I HAVE A QUESTION REGARDING YOUR MAXIMIZE YOUR SOCIAL SECURITY SOFTWARE, DO THE WHAT IF SCENARIOS ALLOW FOR DIFFERENT DATES OF WORK STOPPAGE VERSUS COLLECTING SOCIAL SECURITY. EXAMPLE , MY WIFE IS 60 (AND DIDNT WORK FOR 12 YEAR, AGES 35-47) , IS HER AGE 67 BENEFIT REDUCED IF SHE COLLECTS AT AGE 67 BUT DOESN'T WORK AFTER AGE 62 ? IS MY BENEFIT AT AGE 70 THE SAME, WHETHER I WORK TO AGE 66 AND TWO MONTHS OR WHETHER I WORK TO AGE 70. ( I AM 64) HOW DOES ONE KNOW HOW MUCH BENEFIT IS GAINED BY WORKING ADDITIONAL ( OR LOST IF YOU DON'T WORK) YEARS IF YOU PLAN TO COLLECT AFTER YOU STOP WORKING ? KNOWING HOW MUCH BENEFIT IS GAINED OR LOST BY WORKING ADDITIONAL YEARS ( EVEN IF YOU HAVEN'T STARTED COLLECTING YET) MIGHT DETERMINE WHETHER YOU WANT TO KEEP WORKING ( EVEN THOUGH YOU ARE NOT GOING TO COLLECT UNTIL A FUTURE DATE ) THANKS , JOE
Yes, our software (https://maximizemysocialsecurity.com/purchase) allows you to enter projected future years of earnings so that you can gauge the effect of those earnings on your benefit rate.
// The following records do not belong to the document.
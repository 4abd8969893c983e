//! # Check Subcommand
//!
//! Loads and resolves a schema and prints a summary of the registry.

use std::fmt::Write;
use std::path::{Path, PathBuf};

use anyhow::Result;
use clap::Args;
use jadn_schema::TypeRegistry;

use crate::load_registry;

/// Arguments for the `jadn check` subcommand.
#[derive(Args, Debug)]
pub struct CheckArgs {
    /// Schema document (JSON, or YAML by extension).
    #[arg(value_name = "SCHEMA")]
    pub schema: PathBuf,

    /// Schema supplying a namespace the main schema refers to. Repeatable.
    #[arg(long = "import", value_name = "SCHEMA")]
    pub imports: Vec<PathBuf>,

    /// List every type with its base kind.
    #[arg(long)]
    pub list: bool,
}

/// Execute the check subcommand.
///
/// Returns exit code 0 when the schema resolves.
pub fn run_check(args: &CheckArgs) -> Result<u8> {
    let registry = load_registry(&args.schema, &args.imports)?;
    print!("{}", summary(&registry, &args.schema, args.list));
    Ok(0)
}

/// Render the registry summary printed by `jadn check`.
fn summary(registry: &TypeRegistry, schema: &Path, list: bool) -> String {
    let mut out = String::new();
    match registry.info() {
        Some(info) => {
            let version = info.version.as_deref().map(|v| format!(" ({v})")).unwrap_or_default();
            let _ = writeln!(out, "Package: {}{version}", info.package);
            if let Some(title) = &info.title {
                let _ = writeln!(out, "Title: {title}");
            }
        }
        None => {
            let _ = writeln!(out, "Package: {} (no info)", schema.display());
        }
    }
    let _ = writeln!(out, "Types: {}", registry.len());
    for (kind, count) in registry.kind_counts() {
        let _ = writeln!(out, "  {kind}: {count}");
    }
    let namespaces: Vec<String> = registry
        .namespaces()
        .map(|(prefix, uri)| format!("{prefix}={uri}"))
        .collect();
    if !namespaces.is_empty() {
        let _ = writeln!(out, "Namespaces: {}", namespaces.join(", "));
    }
    let _ = writeln!(out, "Exports: {}", registry.exports().join(", "));
    let unreferenced = registry.unreferenced();
    if !unreferenced.is_empty() {
        let _ = writeln!(out, "Unreferenced: {}", unreferenced.join(", "));
    }

    if list {
        for def in registry.types() {
            let _ = writeln!(out, "  {} {}", def.name, def.kind);
        }
    }
    out
}
//! Core data model types for ieltsim.
//!
//! These are the fundamental types the entire system uses to represent a
//! generated test, the answers a candidate gives, and the final results.
//! Serde names follow the content provider's camelCase wire format, so a
//! saved test file round-trips against the generation schema.

use std::collections::BTreeMap;
use std::fmt;
use std::path::Path;
use std::str::FromStr;

use anyhow::{Context, Result};
use chrono::{DateTime, Utc};
use serde::{Deserialize, Serialize};
use uuid::Uuid;

/// The closed set of reading question kinds.
#[derive(Debug, Clone, Copy, PartialEq, Eq, Hash, Serialize, Deserialize)]
#[serde(rename_all = "SCREAMING_SNAKE_CASE")]
pub enum QuestionType {
    MultipleChoice,
    FormCompletion,
    MatchingHeadings,
    TrueFalseNotGiven,
    SentenceCompletion,
    ShortAnswer,
}

impl fmt::Display for QuestionType {
    fn fmt(&self, f: &mut fmt::Formatter<'_>) -> fmt::Result {
        let name = match self {
            QuestionType::MultipleChoice => "MULTIPLE_CHOICE",
            QuestionType::FormCompletion => "FORM_COMPLETION",
            QuestionType::MatchingHeadings => "MATCHING_HEADINGS",
            QuestionType::TrueFalseNotGiven => "TRUE_FALSE_NOT_GIVEN",
            QuestionType::SentenceCompletion => "SENTENCE_COMPLETION",
            QuestionType::ShortAnswer => "SHORT_ANSWER",
        };
        write!(f, "{name}")
    }
}

impl FromStr for QuestionType {
    type Err = String;

    fn from_str(s: &str) -> Result<Self, Self::Err> {
        match s.to_uppercase().as_str() {
            "MULTIPLE_CHOICE" => Ok(QuestionType::MultipleChoice),
            "FORM_COMPLETION" => Ok(QuestionType::FormCompletion),
            "MATCHING_HEADINGS" => Ok(QuestionType::MatchingHeadings),
            "TRUE_FALSE_NOT_GIVEN" => Ok(QuestionType::TrueFalseNotGiven),
            "SENTENCE_COMPLETION" => Ok(QuestionType::SentenceCompletion),
            "SHORT_ANSWER" => Ok(QuestionType::ShortAnswer),
            other => Err(format!("unknown question type: {other}")),
        }
    }
}

/// A selectable answer option attached directly to a question.
#[derive(Debug, Clone, PartialEq, Eq, Serialize, Deserialize)]
pub struct QuestionOption {
    /// Display label (e.g. "A").
    pub label: String,
    /// The value recorded as the answer when selected.
    pub value: String,
}

/// A single reading question.
#[derive(Debug, Clone, Serialize, Deserialize)]
#[serde(rename_all = "camelCase")]
pub struct Question {
    /// Identifier, unique across the entire test.
    pub id: u32,
    /// Question kind.
    #[serde(rename = "type")]
    pub kind: QuestionType,
    /// Prompt text (opaque formatted text, rendered verbatim).
    pub text: String,
    /// Options attached directly to this question; empty when the group's
    /// shared options (or free text) apply instead.
    #[serde(default)]
    pub options: Vec<QuestionOption>,
    /// Acceptable answers. Always a set; a singular answer is a one-element
    /// set. Never empty in a valid test.
    pub correct_answer: Vec<String>,
    /// Explanation for the correct answer, shown on the results screen.
    #[serde(default)]
    pub explanation: Option<String>,
}

/// An ordered run of questions sharing instructions and, for some kinds,
/// a shared option list (e.g. the headings of a MATCHING_HEADINGS task).
#[derive(Debug, Clone, Serialize, Deserialize)]
pub struct QuestionGroup {
    /// Instructions shown above the group.
    pub instructions: String,
    /// The questions, in presentation order.
    pub questions: Vec<Question>,
    /// Shared selectable options; empty when questions carry their own.
    #[serde(default)]
    pub options: Vec<String>,
}

/// One reading text plus its question groups.
#[derive(Debug, Clone, Serialize, Deserialize)]
#[serde(rename_all = "camelCase")]
pub struct Passage {
    pub passage_number: u32,
    pub title: String,
    /// Opaque formatted text; sanitization is a presentation concern.
    pub content: String,
    pub question_groups: Vec<QuestionGroup>,
}

/// The reading half of a test.
#[derive(Debug, Clone, Serialize, Deserialize)]
pub struct ReadingSection {
    pub passages: Vec<Passage>,
}

/// Chart kinds the task 1 prompt can describe.
#[derive(Debug, Clone, Copy, PartialEq, Eq, Serialize, Deserialize)]
#[serde(rename_all = "lowercase")]
pub enum ChartKind {
    Bar,
    Line,
}

/// One named row of chart data: a label plus the numeric series values.
#[derive(Debug, Clone, PartialEq, Serialize, Deserialize)]
pub struct ChartRow {
    pub name: String,
    #[serde(flatten)]
    pub series: BTreeMap<String, f64>,
}

/// Writing task 1: describe a chart.
#[derive(Debug, Clone, Serialize, Deserialize)]
#[serde(rename_all = "camelCase")]
pub struct WritingTask1 {
    pub prompt: String,
    pub chart_type: ChartKind,
    pub data: Vec<ChartRow>,
    pub data_keys: Vec<String>,
    pub colors: Vec<String>,
}

/// Writing task 2: an academic essay prompt.
#[derive(Debug, Clone, Serialize, Deserialize)]
pub struct WritingTask2 {
    pub prompt: String,
}

/// The writing half of a test.
#[derive(Debug, Clone, Serialize, Deserialize)]
pub struct WritingSection {
    pub task1: WritingTask1,
    pub task2: WritingTask2,
}

/// A complete generated test. Immutable once generated; owned by the
/// session for the lifetime of one attempt.
#[derive(Debug, Clone, Serialize, Deserialize)]
pub struct Test {
    pub reading: ReadingSection,
    pub writing: WritingSection,
}

impl Test {
    /// All reading questions in document order.
    pub fn questions(&self) -> impl Iterator<Item = &Question> {
        self.reading
            .passages
            .iter()
            .flat_map(|p| p.question_groups.iter())
            .flat_map(|g| g.questions.iter())
    }

    /// Total reading question count (40 in a valid test).
    pub fn question_count(&self) -> usize {
        self.questions().count()
    }

    /// All question groups in document order, with their passage number.
    pub fn groups(&self) -> impl Iterator<Item = (u32, &QuestionGroup)> {
        self.reading
            .passages
            .iter()
            .flat_map(|p| p.question_groups.iter().map(move |g| (p.passage_number, g)))
    }

    pub fn group_count(&self) -> usize {
        self.reading
            .passages
            .iter()
            .map(|p| p.question_groups.len())
            .sum()
    }

    /// 1-based display numbers keyed by question id, in document order.
    pub fn question_numbers(&self) -> BTreeMap<u32, usize> {
        self.questions()
            .enumerate()
            .map(|(i, q)| (q.id, i + 1))
            .collect()
    }

    /// Flattened index of the group containing the given question.
    pub fn group_index_of(&self, question_id: u32) -> Option<usize> {
        self.groups()
            .position(|(_, g)| g.questions.iter().any(|q| q.id == question_id))
    }

    /// Look up a question by id.
    pub fn question(&self, id: u32) -> Option<&Question> {
        self.questions().find(|q| q.id == id)
    }

    /// Save the test as JSON to a file.
    pub fn save_json(&self, path: &Path) -> Result<()> {
        let json = serde_json::to_string_pretty(self).context("failed to serialize test")?;
        if let Some(parent) = path.parent() {
            std::fs::create_dir_all(parent)?;
        }
        std::fs::write(path, json)
            .with_context(|| format!("failed to write test to {}", path.display()))?;
        Ok(())
    }

    /// Load a test from a JSON file.
    pub fn load_json(path: &Path) -> Result<Self> {
        let content = std::fs::read_to_string(path)
            .with_context(|| format!("failed to read test from {}", path.display()))?;
        serde_json::from_str(&content).context("failed to parse test JSON")
    }
}

/// The candidate's working answers, keyed by question id. Never contains
/// ids absent from the current test.
pub type UserAnswers = BTreeMap<u32, String>;

/// The two essay texts, finalized exactly once per writing phase.
#[derive(Debug, Clone, Default, PartialEq, Eq, Serialize, Deserialize)]
pub struct WritingSubmission {
    pub task1: String,
    pub task2: String,
}

/// A band plus examiner feedback for one assessment criterion.
#[derive(Debug, Clone, PartialEq, Serialize, Deserialize)]
pub struct CriterionFeedback {
    pub band: f64,
    pub feedback: String,
}

/// Grading output for a writing submission. Immutable after receipt.
#[derive(Debug, Clone, Serialize, Deserialize)]
#[serde(rename_all = "camelCase")]
pub struct WritingFeedback {
    pub task_achievement: CriterionFeedback,
    pub coherence_and_cohesion: CriterionFeedback,
    pub lexical_resource: CriterionFeedback,
    pub grammatical_range_and_accuracy: CriterionFeedback,
    pub overall_band: f64,
    pub word_count_task1: u32,
    pub word_count_task2: u32,
}

impl WritingFeedback {
    /// The four criteria with their official names, in report order.
    pub fn criteria(&self) -> [(&'static str, &CriterionFeedback); 4] {
        [
            ("Task Achievement", &self.task_achievement),
            ("Coherence and Cohesion", &self.coherence_and_cohesion),
            ("Lexical Resource", &self.lexical_resource),
            (
                "Grammatical Range and Accuracy",
                &self.grammatical_range_and_accuracy,
            ),
        ]
    }
}

/// Reading outcome: raw score, band, and the answers/key behind them.
#[derive(Debug, Clone, Serialize, Deserialize)]
#[serde(rename_all = "camelCase")]
pub struct ReadingOutcome {
    pub score: u32,
    pub band: f64,
    pub user_answers: UserAnswers,
    pub answer_key: BTreeMap<u32, Vec<String>>,
}

/// Writing outcome: the submission and, when grading succeeded, feedback.
#[derive(Debug, Clone, Serialize, Deserialize)]
pub struct WritingOutcome {
    pub feedback: Option<WritingFeedback>,
    pub submission: WritingSubmission,
}

/// The terminal artifact of a session. Depending on the mode, exactly one
/// of {reading-only, writing-only, both} is populated.
#[derive(Debug, Clone, Serialize, Deserialize)]
#[serde(rename_all = "camelCase")]
pub struct Results {
    /// Identifier of the attempt that produced these results.
    pub attempt_id: Uuid,
    /// When the results were finalized.
    pub completed_at: DateTime<Utc>,
    pub reading: Option<ReadingOutcome>,
    pub writing: Option<WritingOutcome>,
    pub overall_band: f64,
}

impl Results {
    /// Save the results as JSON to a file.
    pub fn save_json(&self, path: &Path) -> Result<()> {
        let json = serde_json::to_string_pretty(self).context("failed to serialize results")?;
        if let Some(parent) = path.parent() {
            std::fs::create_dir_all(parent)?;
        }
        std::fs::write(path, json)
            .with_context(|| format!("failed to write results to {}", path.display()))?;
        Ok(())
    }

    /// Load results from a JSON file.
    pub fn load_json(path: &Path) -> Result<Self> {
        let content = std::fs::read_to_string(path)
            .with_context(|| format!("failed to read results from {}", path.display()))?;
        serde_json::from_str(&content).context("failed to parse results JSON")
    }
}

/// Which test section an attempt starts in.
#[derive(Debug, Clone, Copy, PartialEq, Eq, Serialize, Deserialize)]
#[serde(rename_all = "lowercase")]
pub enum Section {
    Reading,
    Writing,
}

/// How an attempt is run: which section it starts in and whether it covers
/// both sections ("full") or a single one ("practice").
#[derive(Debug, Clone, Copy, PartialEq, Eq, Serialize, Deserialize)]
pub struct TestMode {
    pub section: Section,
    pub full: bool,
}

impl TestMode {
    /// Combined reading + writing attempt.
    pub fn full() -> Self {
        TestMode {
            section: Section::Reading,
            full: true,
        }
    }

    /// Reading-only practice attempt.
    pub fn reading_practice() -> Self {
        TestMode {
            section: Section::Reading,
            full: false,
        }
    }

    /// Writing-only practice attempt.
    pub fn writing_practice() -> Self {
        TestMode {
            section: Section::Writing,
            full: false,
        }
    }
}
With regard to your questions about benefit rates, Social Security calculates your primary insurance amount (PIA), which is the amount you would receive if you start drawing your Social Security retirement benefit at full retirement age (FRA), using an average of your highest 35 years of wage-indexed Social Security covered earnings (https://www.ssa.gov/pubs/EN-05-10070.pdf). If you have fewer than 35 years of earnings, zero earnings years are included in the average.
Your wife's benefit rate if she starts drawing at FRA and doesn't work after age 62 would be equal to her PIA as calculated above. But, if she had instead worked in the years from 62 to FRA and if her earnings were high enough to be among her 35 highest wage-indexed earnings years, then her PIA would have been higher when she reached FRA and started drawing her benefits.
The same principle applies to you. If you stop work at age 66 your PIA will be calculated based on your highest 35 years of earnings up to that time. If you instead keep working and earn more than you did in one or more of your previous highest 35 years of wage-indexed earnings, then your PIA would continue to increase. Whether or not you work after age 66, though, if you wait until age 70 to start drawing your benefits your benefit rate would be 24% to 32% higher than your PIA depending on your year of birth and resulting FRA.